Records shown >>
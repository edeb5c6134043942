//! Outcome resolution.
//!
//! A prediction resolves against the close of the first trading day on or
//! after its target date, provided that day is no later than the latest
//! available date. Otherwise it stays pending for this iteration.

use chrono::NaiveDate;
use rust_decimal::Decimal;
use serde::{Deserialize, Serialize};

use crate::data::{to_f64, PriceSeries};
use crate::training::{label_for_return, realized_return};

use super::predictor::Prediction;

/// Realized result of a prediction.
#[derive(Debug, Clone, PartialEq, Serialize, Deserialize)]
pub struct Outcome {
    pub prediction: Prediction,
    /// `scan_date + horizon` business days.
    pub target_date: NaiveDate,
    /// Trading day the price was taken from (on or after `target_date`).
    pub actual_date: NaiveDate,
    pub actual_price: Decimal,
    pub realized_return: f64,
    pub label: u8,
    pub correct: bool,
}

#[derive(Debug, Clone, PartialEq)]
pub enum Resolution {
    Resolved(Outcome),
    /// The target trading day is not available yet.
    Pending,
}

impl Resolution {
    pub fn outcome(self) -> Option<Outcome> {
        match self {
            Self::Resolved(outcome) => Some(outcome),
            Self::Pending => None,
        }
    }
}

#[derive(Debug, Clone, Copy)]
pub struct OutcomeResolver {
    label_threshold: f64,
}

impl OutcomeResolver {
    /// `label_threshold` must match the one the models were trained with.
    pub fn new(label_threshold: f64) -> Self {
        Self { label_threshold }
    }

    pub fn resolve(&self, prediction: &Prediction, series: &PriceSeries, latest: NaiveDate) -> Resolution {
        let target_date = prediction.target_date();
        if target_date > latest {
            return Resolution::Pending;
        }

        let Some(bar) = series
            .first_index_on_or_after(target_date)
            .and_then(|idx| series.bar(idx))
            .filter(|bar| bar.date <= latest)
        else {
            return Resolution::Pending;
        };

        let entry = to_f64(prediction.entry_price);
        if entry <= 0.0 {
            return Resolution::Pending;
        }
        let ret = realized_return(entry, bar.close_f64());
        let label = label_for_return(ret, self.label_threshold);

        Resolution::Resolved(Outcome {
            prediction: prediction.clone(),
            target_date,
            actual_date: bar.date,
            actual_price: bar.close,
            realized_return: ret,
            label,
            correct: prediction.predicted_class == label,
        })
    }

    /// Resolve a batch, returning outcomes and the predictions left pending.
    pub fn resolve_all(
        &self,
        predictions: &[Prediction],
        series: &PriceSeries,
        latest: NaiveDate,
    ) -> (Vec<Outcome>, Vec<Prediction>) {
        let mut outcomes = Vec::new();
        let mut pending = Vec::new();
        for prediction in predictions {
            match self.resolve(prediction, series, latest) {
                Resolution::Resolved(outcome) => outcomes.push(outcome),
                Resolution::Pending => pending.push(prediction.clone()),
            }
        }
        (outcomes, pending)
    }
}
//! WHEP signaling over HTTP
//!
//! POSTs the local SDP offer to the endpoint and returns the SDP answer body.

use async_trait::async_trait;
use log::{debug, info, warn};
use reqwest::header::CONTENT_TYPE;
use std::time::Duration;
use tokio::time::{self, Instant};
use url::Url;

/// Content type of WHEP offer bodies
pub const SDP_CONTENT_TYPE: &str = "application/sdp";

/// HTTP-level signaling failures
#[derive(Debug, thiserror::Error)]
pub enum SignalingError {
    #[error("network error: {0}")]
    Network(String),
    #[error("request timed out")]
    Timeout,
    #[error("HTTP error {status}")]
    Status { status: u16, body: Option<String> },
    #[error("answer body is not valid UTF-8")]
    UndecodableAnswer,
    #[error("HTTP client setup failed: {0}")]
    Client(String),
}

/// Sends an SDP offer, returns the SDP answer.
#[async_trait]
pub trait WhepSignaler: Send + Sync {
    async fn post_offer(&self, endpoint: &Url, offer_sdp: &str) -> Result<String, SignalingError>;
}

/// Time bounds for one offer exchange
#[derive(Debug, Clone, Copy, PartialEq, Eq)]
pub struct WhepTimeouts {
    /// Bound on a single HTTP request
    pub request: Duration,
    /// Bound on the whole exchange including waiting for connectivity
    pub resource: Duration,
    /// Pause between attempts while the endpoint is unreachable
    pub connectivity_retry: Duration,
}

impl Default for WhepTimeouts {
    fn default() -> Self {
        Self {
            request: Duration::from_secs(30),
            resource: Duration::from_secs(60),
            connectivity_retry: Duration::from_secs(1),
        }
    }
}

/// reqwest-backed WHEP signaler
#[derive(Debug, Clone)]
pub struct HttpWhepSignaler {
    client: reqwest::Client,
    timeouts: WhepTimeouts,
}

impl HttpWhepSignaler {
    pub fn new(timeouts: WhepTimeouts) -> Result<Self, SignalingError> {
        let client = reqwest::Client::builder()
            .timeout(timeouts.request)
            .build()
            .map_err(|e| SignalingError::Client(e.to_string()))?;
        Ok(Self { client, timeouts })
    }

    pub fn timeouts(&self) -> WhepTimeouts {
        self.timeouts
    }

    async fn send_once(&self, endpoint: &Url, offer_sdp: &str) -> Result<String, SendFailure> {
        let response = self
            .client
            .post(endpoint.clone())
            .header(CONTENT_TYPE, SDP_CONTENT_TYPE)
            .body(offer_sdp.to_owned())
            .timeout(self.timeouts.request)
            .send()
            .await
            .map_err(|e| {
                if e.is_connect() {
                    SendFailure::Unreachable(e.to_string())
                } else if e.is_timeout() {
                    SendFailure::Fatal(SignalingError::Timeout)
                } else {
                    SendFailure::Fatal(SignalingError::Network(e.to_string()))
                }
            })?;

        let status = response.status();
        debug!("WHEP: HTTP status {} from {}", status.as_u16(), endpoint);
        let body = response
            .bytes()
            .await
            .map_err(|e| SendFailure::Fatal(SignalingError::Network(e.to_string())))?;

        if !status.is_success() {
            let body = String::from_utf8(body.to_vec()).ok();
            if let Some(ref text) = body {
                warn!("WHEP: HTTP error {} body: {}", status.as_u16(), text);
            }
            return Err(SendFailure::Fatal(SignalingError::Status {
                status: status.as_u16(),
                body,
            }));
        }

        String::from_utf8(body.to_vec()).map_err(|_| SendFailure::Fatal(SignalingError::UndecodableAnswer))
    }
}

enum SendFailure {
    /// Connection could not be established; worth waiting for
    Unreachable(String),
    Fatal(SignalingError),
}

#[async_trait]
impl WhepSignaler for HttpWhepSignaler {
    async fn post_offer(&self, endpoint: &Url, offer_sdp: &str) -> Result<String, SignalingError> {
        info!("WHEP: Sending POST request to {} ({} byte offer)", endpoint, offer_sdp.len());
        let deadline = Instant::now() + self.timeouts.resource;

        let exchange = async {
            loop {
                match self.send_once(endpoint, offer_sdp).await {
                    Ok(answer) => return Ok(answer),
                    Err(SendFailure::Fatal(e)) => return Err(e),
                    Err(SendFailure::Unreachable(e)) => {
                        if Instant::now() + self.timeouts.connectivity_retry >= deadline {
                            return Err(SignalingError::Network(e));
                        }
                        debug!("WHEP: {} unreachable ({}), waiting for connectivity", endpoint, e);
                        time::sleep(self.timeouts.connectivity_retry).await;
                    }
                }
            }
        };

        match time::timeout_at(deadline, exchange).await {
            Ok(result) => {
                if let Ok(ref answer) = result {
                    info!("WHEP: Received SDP answer ({} bytes)", answer.len());
                }
                result
            }
            Err(_) => Err(SignalingError::Timeout),
        }
    }
}
//! WHEP live view
//!
//! This module provides the receive-only WebRTC side of the client:
//! - WHEP endpoint normalization
//! - SDP offer/answer exchange over HTTP
//! - Peer connection lifecycle and inbound video track handling
//! - Track supervision against stale renderers

pub mod endpoint;
pub mod transport;
pub mod signaling;
pub mod session;
pub mod supervisor;
#[cfg(feature = "webrtc-streaming")]
pub mod peer_connection;

pub use endpoint::{normalize_endpoint, validate_endpoint, WHEP_PATH_SUFFIX};
pub use session::SignalingSession;
pub use signaling::{HttpWhepSignaler, SignalingError, WhepSignaler, WhepTimeouts};
pub use supervisor::TrackSupervisor;
pub use transport::{
    IceConnectionState, MediaTransport, SharedTrack, TrackReadyState, TransportConfig,
    TransportError, TransportEvent, TransportFactory, VideoTrack,
};
#[cfg(feature = "webrtc-streaming")]
pub use peer_connection::{PeerConnectionFactory, RemoteVideoTrack, VideoFrame};

use crate::state::FailureReason;

/// Errors raised while bringing up a WHEP session
#[derive(Debug, thiserror::Error)]
pub enum SessionError {
    /// URL is not http(s) or has no host
    #[error("invalid WHEP URL: {0}")]
    InvalidUrl(String),
    /// Media transport could not be created
    #[error("peer connection creation failed: {0}")]
    TransportCreate(TransportError),
    /// Receive-only transceiver could not be attached
    #[error("transceiver setup failed: {0}")]
    Transceiver(TransportError),
    /// Local offer creation failed
    #[error("offer creation failed: {0}")]
    Offer(TransportError),
    /// Applying the local offer failed
    #[error("setting local description failed: {0}")]
    LocalDescription(TransportError),
    /// Offer POST failed at the HTTP layer
    #[error("signaling request failed: {0}")]
    Signaling(SignalingError),
    /// Remote description was rejected
    #[error("setting remote description failed: {0}")]
    RemoteDescription(TransportError),
    /// A newer connect() or a disconnect() superseded this attempt
    #[error("negotiation superseded")]
    Stale,
}

impl SessionError {
    pub fn failure_reason(&self) -> FailureReason {
        match self {
            SessionError::InvalidUrl(url) => FailureReason::InvalidUrl(url.clone()),
            other => FailureReason::Negotiation(other.to_string()),
        }
    }
}
impl EventChannel {
    pub fn new(
        config: ChannelConfig,
        connector: Arc<dyn AlertConnector>,
        notifier: Arc<dyn NotificationSink>,
    ) -> Self {
        Self::build(config, connector, notifier, None)
    }

    /// Channel whose URL is scoped by the provider's store id.
    pub fn with_session(
        config: ChannelConfig,
        connector: Arc<dyn AlertConnector>,
        notifier: Arc<dyn NotificationSink>,
        session: Arc<dyn SessionProvider>,
    ) -> Self {
        Self::build(config, connector, notifier, Some(session))
    }

    fn build(
        config: ChannelConfig,
        connector: Arc<dyn AlertConnector>,
        notifier: Arc<dyn NotificationSink>,
        session: Option<Arc<dyn SessionProvider>>,
    ) -> Self {
        let (state_tx, _) = watch::channel(ConnectionState::Idle);
        let (new_event_tx, _) = watch::channel(false);
        let (messages_tx, _) = broadcast::channel(MESSAGE_BROADCAST_CAPACITY);
        Self {
            shared: Arc::new(Shared {
                config,
                connector,
                notifier,
                session,
                inner: Mutex::new(Inner {
                    state: ConnectionState::Idle,
                    generation: 0,
                    should_reconnect: false,
                    reconnect_attempts: 0,
                    phase: AppPhase::Foreground,
                    message_log: Vec::new(),
                    badge: 0,
                    sink: None,
                    connect_task: None,
                    receive_task: None,
                    reconnect_timer: OneShotTimer::new("alert-reconnect"),
                    ping_timer: OneShotTimer::new("alert-ping"),
                    stable_timer: OneShotTimer::new("alert-stable"),
                    new_event_timer: OneShotTimer::new("alert-new-event"),
                }),
                state_tx,
                new_event_tx: Arc::new(new_event_tx),
                messages_tx,
            }),
        }
    }

    /// Open the channel and enable automatic reconnection.
    ///
    /// Resets the attempt counter and replaces any existing socket.
    /// Must be called from within a tokio runtime.
    pub fn connect(&self) {
        let mut inner = self.shared.inner.lock();
        inner.should_reconnect = true;
        inner.reconnect_attempts = 0;
        self.shared.start_attempt(&mut inner);
        if inner.phase == AppPhase::Background && !inner.ping_timer.is_pending() {
            self.shared.start_keepalive(&mut inner);
        }
    }

    /// Close the channel with going-away and stop reconnecting.
    pub async fn disconnect(&self) {
        let sink = {
            let mut inner = self.shared.inner.lock();
            info!("Alerts: Disconnecting");
            inner.should_reconnect = false;
            inner.reconnect_timer.cancel();
            inner.ping_timer.cancel();
            let sink = inner.drop_socket();
            self.shared.set_state(&mut inner, ConnectionState::Idle);
            sink
        };
        if let Some(sink) = sink {
            if let Err(e) = sink.lock().await.close_going_away().await {
                debug!("Alerts: close failed: {}", e);
            }
        }
    }

    /// Foreground reconnects at once; background keeps the socket alive with pings.
    pub fn set_app_phase(&self, phase: AppPhase) {
        let mut inner = self.shared.inner.lock();
        if inner.phase == phase {
            return;
        }
        inner.phase = phase;
        match phase {
            AppPhase::Background => {
                info!("Alerts: App in background, starting keepalive");
                self.shared.start_keepalive(&mut inner);
            }
            AppPhase::Foreground => {
                inner.ping_timer.cancel();
                let user_disconnected = !inner.should_reconnect && inner.state.is_idle();
                if !inner.state.is_connected() && !user_disconnected {
                    info!("Alerts: App in foreground, reconnecting now");
                    inner.should_reconnect = true;
                    inner.reconnect_attempts = 0;
                    self.shared.start_attempt(&mut inner);
                }
            }
        }
    }

    /// Send a text frame on the open socket. A failed send triggers reconnection.
    pub async fn send_text(&self, text: &str) -> Result<(), ChannelError> {
        let (generation, sink) = {
            let inner = self.shared.inner.lock();
            (inner.generation, inner.sink.clone())
        };
        let Some(sink) = sink else {
            warn!("Alerts: Cannot send, not connected");
            return Err(ChannelError::NotConnected);
        };
        let result = sink.lock().await.send_text(text.to_string()).await;
        if let Err(ref e) = result {
            self.shared.on_error(generation, e.clone());
        }
        result
    }

    /// Reset the unread counter.
    pub fn clear_badge(&self) {
        self.shared.inner.lock().badge = 0;
    }

    pub fn badge(&self) -> u32 {
        self.shared.inner.lock().badge
    }

    /// All messages received since creation, oldest first
    pub fn message_log(&self) -> Vec<String> {
        self.shared.inner.lock().message_log.clone()
    }

    pub fn state(&self) -> ConnectionState {
        self.shared.inner.lock().state.clone()
    }

    pub fn subscribe_state(&self) -> watch::Receiver<ConnectionState> {
        self.shared.state_tx.subscribe()
    }

    /// Raised on each message, lowered once messages stop for a moment.
    pub fn subscribe_new_events(&self) -> watch::Receiver<bool> {
        self.shared.new_event_tx.subscribe()
    }

    pub fn subscribe_messages(&self) -> broadcast::Receiver<String> {
        self.shared.messages_tx.subscribe()
    }

    pub fn reconnect_attempts(&self) -> u32 {
        self.shared.inner.lock().reconnect_attempts
    }

    pub fn should_reconnect(&self) -> bool {
        self.shared.inner.lock().should_reconnect
    }

    /// When the pending reconnect fires, if one is scheduled
    pub fn reconnect_deadline(&self) -> Option<Instant> {
        self.shared.inner.lock().reconnect_timer.deadline()
    }

    pub fn is_keepalive_active(&self) -> bool {
        self.shared.inner.lock().ping_timer.is_pending()
    }

    /// Endpoint the next attempt will use
    pub fn endpoint(&self) -> Url {
        self.shared.endpoint()
    }
}
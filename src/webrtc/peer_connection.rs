//! webrtc-rs backed media transport
//!
//! Creates receive-only peer connections and exposes inbound video as
//! [`RemoteVideoTrack`]s whose RTP payloads can be consumed by a decoder.

use super::transport::{
    IceConnectionState, MediaTransport, SharedTrack, TrackReadyState, TransportConfig,
    TransportError, TransportEvent, TransportFactory, VideoTrack,
};
use async_trait::async_trait;
use bytes::Bytes;
use log::{debug, info, warn};
use std::sync::atomic::{AtomicBool, Ordering};
use std::sync::Arc;
use tokio::sync::{broadcast, mpsc};
use webrtc::api::interceptor_registry::register_default_interceptors;
use webrtc::api::media_engine::{MediaEngine, MIME_TYPE_H264, MIME_TYPE_VP8, MIME_TYPE_VP9};
use webrtc::api::APIBuilder;
use webrtc::ice_transport::ice_connection_state::RTCIceConnectionState;
use webrtc::ice_transport::ice_server::RTCIceServer;
use webrtc::interceptor::registry::Registry;
use webrtc::peer_connection::configuration::RTCConfiguration;
use webrtc::peer_connection::sdp::session_description::RTCSessionDescription;
use webrtc::peer_connection::RTCPeerConnection;
use webrtc::rtp_transceiver::rtp_codec::{RTCRtpCodecCapability, RTCRtpCodecParameters, RTPCodecType};
use webrtc::rtp_transceiver::rtp_transceiver_direction::RTCRtpTransceiverDirection;
use webrtc::rtp_transceiver::RTCRtpTransceiverInit;
use webrtc::track::track_remote::TrackRemote;

const FRAME_BROADCAST_CAPACITY: usize = 512;

/// One RTP payload of the inbound video stream
#[derive(Debug, Clone)]
pub struct VideoFrame {
    pub payload: Bytes,
    pub timestamp: u32,
    pub sequence: u16,
}

/// Inbound video track. Payloads are forwarded only while enabled.
#[derive(Debug)]
pub struct RemoteVideoTrack {
    id: String,
    codec: String,
    enabled: AtomicBool,
    ended: AtomicBool,
    frames: broadcast::Sender<VideoFrame>,
}

impl RemoteVideoTrack {
    fn new(id: String, codec: String) -> Arc<Self> {
        let (frames, _) = broadcast::channel(FRAME_BROADCAST_CAPACITY);
        Arc::new(Self {
            id,
            codec,
            enabled: AtomicBool::new(true),
            ended: AtomicBool::new(false),
            frames,
        })
    }

    /// Negotiated codec MIME type
    pub fn codec(&self) -> &str {
        &self.codec
    }

    pub fn subscribe_frames(&self) -> broadcast::Receiver<VideoFrame> {
        self.frames.subscribe()
    }

    async fn read_loop(self: Arc<Self>, remote: Arc<TrackRemote>) {
        let mut packets = 0u64;
        loop {
            match remote.read_rtp().await {
                Ok((packet, _)) => {
                    packets += 1;
                    if packets == 1 {
                        info!("WHEP: First RTP packet on track {}", self.id);
                    }
                    if self.enabled.load(Ordering::Relaxed) {
                        let _ = self.frames.send(VideoFrame {
                            payload: packet.payload,
                            timestamp: packet.header.timestamp,
                            sequence: packet.header.sequence_number,
                        });
                    }
                }
                Err(e) => {
                    debug!("WHEP: Track {} ended after {} packets: {}", self.id, packets, e);
                    self.ended.store(true, Ordering::Relaxed);
                    return;
                }
            }
        }
    }
}

impl VideoTrack for RemoteVideoTrack {
    fn id(&self) -> &str {
        &self.id
    }

    fn is_enabled(&self) -> bool {
        self.enabled.load(Ordering::Relaxed)
    }

    fn set_enabled(&self, enabled: bool) {
        self.enabled.store(enabled, Ordering::Relaxed);
    }

    fn ready_state(&self) -> TrackReadyState {
        if self.ended.load(Ordering::Relaxed) {
            TrackReadyState::Ended
        } else {
            TrackReadyState::Live
        }
    }
}

/// Builds webrtc-rs peer connections
#[derive(Debug, Default, Clone, Copy)]
pub struct PeerConnectionFactory;

impl PeerConnectionFactory {
    pub fn new() -> Self {
        Self
    }

    /// Register the video codecs a WHEP server may answer with
    fn register_video_codecs(media_engine: &mut MediaEngine) -> Result<(), TransportError> {
        let codecs = [
            (
                MIME_TYPE_H264,
                "level-asymmetry-allowed=1;packetization-mode=1;profile-level-id=42e01f",
                96,
            ),
            (MIME_TYPE_VP8, "", 97),
            (MIME_TYPE_VP9, "profile-id=0", 98),
        ];
        for (mime_type, fmtp, payload_type) in codecs {
            media_engine
                .register_codec(
                    RTCRtpCodecParameters {
                        capability: RTCRtpCodecCapability {
                            mime_type: mime_type.to_string(),
                            clock_rate: 90000,
                            channels: 0,
                            sdp_fmtp_line: fmtp.to_string(),
                            rtcp_feedback: vec![],
                        },
                        payload_type,
                        ..Default::default()
                    },
                    RTPCodecType::Video,
                )
                .map_err(|e| TransportError::Create(format!("Failed to register {}: {}", mime_type, e)))?;
        }
        Ok(())
    }
}

#[async_trait]
impl TransportFactory for PeerConnectionFactory {
    async fn create(
        &self,
        config: &TransportConfig,
        events: mpsc::UnboundedSender<TransportEvent>,
    ) -> Result<Arc<dyn MediaTransport>, TransportError> {
        let mut media_engine = MediaEngine::default();
        Self::register_video_codecs(&mut media_engine)?;

        // Interceptors provide NACK/RTCP feedback for the inbound stream
        let mut registry = Registry::new();
        registry = register_default_interceptors(registry, &mut media_engine)
            .map_err(|e| TransportError::Create(format!("Failed to register interceptors: {}", e)))?;

        let api = APIBuilder::new()
            .with_media_engine(media_engine)
            .with_interceptor_registry(registry)
            .build();

        let ice_servers = config
            .ice_servers
            .iter()
            .map(|url| RTCIceServer {
                urls: vec![url.clone()],
                ..Default::default()
            })
            .collect();
        let rtc_config = RTCConfiguration {
            ice_servers,
            ..Default::default()
        };

        let pc = api
            .new_peer_connection(rtc_config)
            .await
            .map_err(|e| TransportError::Create(e.to_string()))?;
        let pc = Arc::new(pc);
        install_handlers(&pc, events);
        Ok(Arc::new(WebRtcTransport { pc }))
    }
}

fn install_handlers(pc: &Arc<RTCPeerConnection>, events: mpsc::UnboundedSender<TransportEvent>) {
    let track_events = events.clone();
    pc.on_track(Box::new(move |remote, _receiver, _transceiver| {
        let events = track_events.clone();
        Box::pin(async move {
            if remote.kind() != RTPCodecType::Video {
                debug!("WHEP: Ignoring {} track", remote.kind());
                return;
            }
            let codec = remote.codec().capability.mime_type;
            let track = RemoteVideoTrack::new(remote.id(), codec);
            info!("WHEP: Remote video track {} ({})", track.id(), track.codec());
            tokio::spawn(track.clone().read_loop(remote));
            let shared: SharedTrack = track;
            let _ = events.send(TransportEvent::ReceiverAdded(shared));
        })
    }));

    pc.on_ice_connection_state_change(Box::new(move |state: RTCIceConnectionState| {
        let events = events.clone();
        Box::pin(async move {
            if let Some(state) = map_ice_state(state) {
                let _ = events.send(TransportEvent::IceConnectionStateChanged(state));
            }
        })
    }));
}

fn map_ice_state(state: RTCIceConnectionState) -> Option<IceConnectionState> {
    match state {
        RTCIceConnectionState::New => Some(IceConnectionState::New),
        RTCIceConnectionState::Checking => Some(IceConnectionState::Checking),
        RTCIceConnectionState::Connected => Some(IceConnectionState::Connected),
        RTCIceConnectionState::Completed => Some(IceConnectionState::Completed),
        RTCIceConnectionState::Disconnected => Some(IceConnectionState::Disconnected),
        RTCIceConnectionState::Failed => Some(IceConnectionState::Failed),
        RTCIceConnectionState::Closed => Some(IceConnectionState::Closed),
        _ => None,
    }
}

struct WebRtcTransport {
    pc: Arc<RTCPeerConnection>,
}

#[async_trait]
impl MediaTransport for WebRtcTransport {
    async fn add_recvonly_video_transceiver(&self) -> Result<(), TransportError> {
        self.pc
            .add_transceiver_from_kind(
                RTPCodecType::Video,
                Some(RTCRtpTransceiverInit {
                    direction: RTCRtpTransceiverDirection::Recvonly,
                    send_encodings: vec![],
                }),
            )
            .await
            .map(|_| ())
            .map_err(|e| TransportError::Transceiver(e.to_string()))
    }

    async fn create_offer(&self) -> Result<String, TransportError> {
        let offer = self
            .pc
            .create_offer(None)
            .await
            .map_err(|e| TransportError::Sdp(e.to_string()))?;
        Ok(offer.sdp)
    }

    async fn set_local_description(&self, sdp: &str) -> Result<String, TransportError> {
        let offer = RTCSessionDescription::offer(sdp.to_string())
            .map_err(|e| TransportError::Sdp(e.to_string()))?;
        // No trickle ICE: the offer must carry every host candidate.
        let mut gathered = self.pc.gathering_complete_promise().await;
        self.pc
            .set_local_description(offer)
            .await
            .map_err(|e| TransportError::Sdp(e.to_string()))?;
        let _ = gathered.recv().await;

        match self.pc.local_description().await {
            Some(description) => Ok(description.sdp),
            None => Err(TransportError::Sdp("local description missing after gathering".into())),
        }
    }

    async fn set_remote_description(&self, sdp: &str) -> Result<(), TransportError> {
        let answer = RTCSessionDescription::answer(sdp.to_string())
            .map_err(|e| TransportError::Sdp(e.to_string()))?;
        self.pc
            .set_remote_description(answer)
            .await
            .map_err(|e| TransportError::Sdp(e.to_string()))
    }

    async fn close(&self) {
        if let Err(e) = self.pc.close().await {
            warn!("WHEP: Error closing peer connection: {}", e);
        }
    }
}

How to complete this task >>
What the task asks for is a word-for-word repeat of the lines above, from the first through the one containing "latest: NaiveDate) ->".

Completed task >>
repository edeb5c6134043942
//! Outcome resolution.
//!
//! A prediction resolves against the close of the first trading day on or
//! after its target date, provided that day is no later than the latest
//! available date. Otherwise it stays pending for this iteration.

use chrono::NaiveDate;
use rust_decimal::Decimal;
use serde::{Deserialize, Serialize};

use crate::data::{to_f64, PriceSeries};
use crate::training::{label_for_return, realized_return};

use super::predictor::Prediction;

/// Realized result of a prediction.
#[derive(Debug, Clone, PartialEq, Serialize, Deserialize)]
pub struct Outcome {
    pub prediction: Prediction,
    /// `scan_date + horizon` business days.
    pub target_date: NaiveDate,
    /// Trading day the price was taken from (on or after `target_date`).
    pub actual_date: NaiveDate,
    pub actual_price: Decimal,
    pub realized_return: f64,
    pub label: u8,
    pub correct: bool,
}

#[derive(Debug, Clone, PartialEq)]
pub enum Resolution {
    Resolved(Outcome),
    /// The target trading day is not available yet.
    Pending,
}

impl Resolution {
    pub fn outcome(self) -> Option<Outcome> {
        match self {
            Self::Resolved(outcome) => Some(outcome),
            Self::Pending => None,
        }
    }
}

#[derive(Debug, Clone, Copy)]
pub struct OutcomeResolver {
    label_threshold: f64,
}

impl OutcomeResolver {
    /// `label_threshold` must match the one the models were trained with.
    pub fn new(label_threshold: f64) -> Self {
        Self { label_threshold }
    }

    pub fn resolve(&self, prediction: &Prediction, series: &PriceSeries, latest: NaiveDate) -> Resolution {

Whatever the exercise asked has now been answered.